_RECORDS SUPPLIED_:
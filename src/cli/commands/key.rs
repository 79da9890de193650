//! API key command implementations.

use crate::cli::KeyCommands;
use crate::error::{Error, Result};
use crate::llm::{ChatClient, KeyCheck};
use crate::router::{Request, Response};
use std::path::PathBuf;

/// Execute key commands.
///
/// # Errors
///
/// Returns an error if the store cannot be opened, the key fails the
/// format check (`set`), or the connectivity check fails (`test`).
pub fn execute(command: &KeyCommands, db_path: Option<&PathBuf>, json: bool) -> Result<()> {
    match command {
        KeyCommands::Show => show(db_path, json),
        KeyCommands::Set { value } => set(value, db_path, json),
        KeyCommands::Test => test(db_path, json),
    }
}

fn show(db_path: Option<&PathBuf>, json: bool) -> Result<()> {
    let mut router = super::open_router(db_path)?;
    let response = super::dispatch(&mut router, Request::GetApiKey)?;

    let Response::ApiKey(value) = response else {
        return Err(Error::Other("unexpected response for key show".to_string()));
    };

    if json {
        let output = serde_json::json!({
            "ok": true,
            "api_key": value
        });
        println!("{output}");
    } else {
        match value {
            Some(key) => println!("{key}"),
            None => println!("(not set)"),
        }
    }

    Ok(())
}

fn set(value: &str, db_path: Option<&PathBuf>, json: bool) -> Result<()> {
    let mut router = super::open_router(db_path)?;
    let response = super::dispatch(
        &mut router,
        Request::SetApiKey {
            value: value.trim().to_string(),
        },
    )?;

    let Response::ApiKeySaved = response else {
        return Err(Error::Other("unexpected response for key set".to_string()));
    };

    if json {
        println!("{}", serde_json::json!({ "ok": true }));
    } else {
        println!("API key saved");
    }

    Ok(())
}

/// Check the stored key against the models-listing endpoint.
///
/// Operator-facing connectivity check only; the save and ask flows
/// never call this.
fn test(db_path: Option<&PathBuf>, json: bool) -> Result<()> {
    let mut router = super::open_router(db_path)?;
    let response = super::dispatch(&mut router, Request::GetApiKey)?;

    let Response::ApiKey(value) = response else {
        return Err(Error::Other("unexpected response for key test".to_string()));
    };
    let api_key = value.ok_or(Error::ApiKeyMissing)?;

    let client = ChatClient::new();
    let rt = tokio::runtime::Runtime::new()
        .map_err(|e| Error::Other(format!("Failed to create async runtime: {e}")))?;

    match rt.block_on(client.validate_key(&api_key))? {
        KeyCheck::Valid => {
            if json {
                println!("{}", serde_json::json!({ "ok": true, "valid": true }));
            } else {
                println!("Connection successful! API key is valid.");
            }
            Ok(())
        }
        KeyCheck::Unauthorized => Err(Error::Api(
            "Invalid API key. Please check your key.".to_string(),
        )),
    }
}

_TASK REQUIREMENTS_: The task calls for every line of the material that contains the string "format".

_RESPONSE TO THE TASK_:
/// format check (`set`), or the connectivity check fails (`test`).
        .map_err(|e| Error::Other(format!("Failed to create async runtime: {e}")))?;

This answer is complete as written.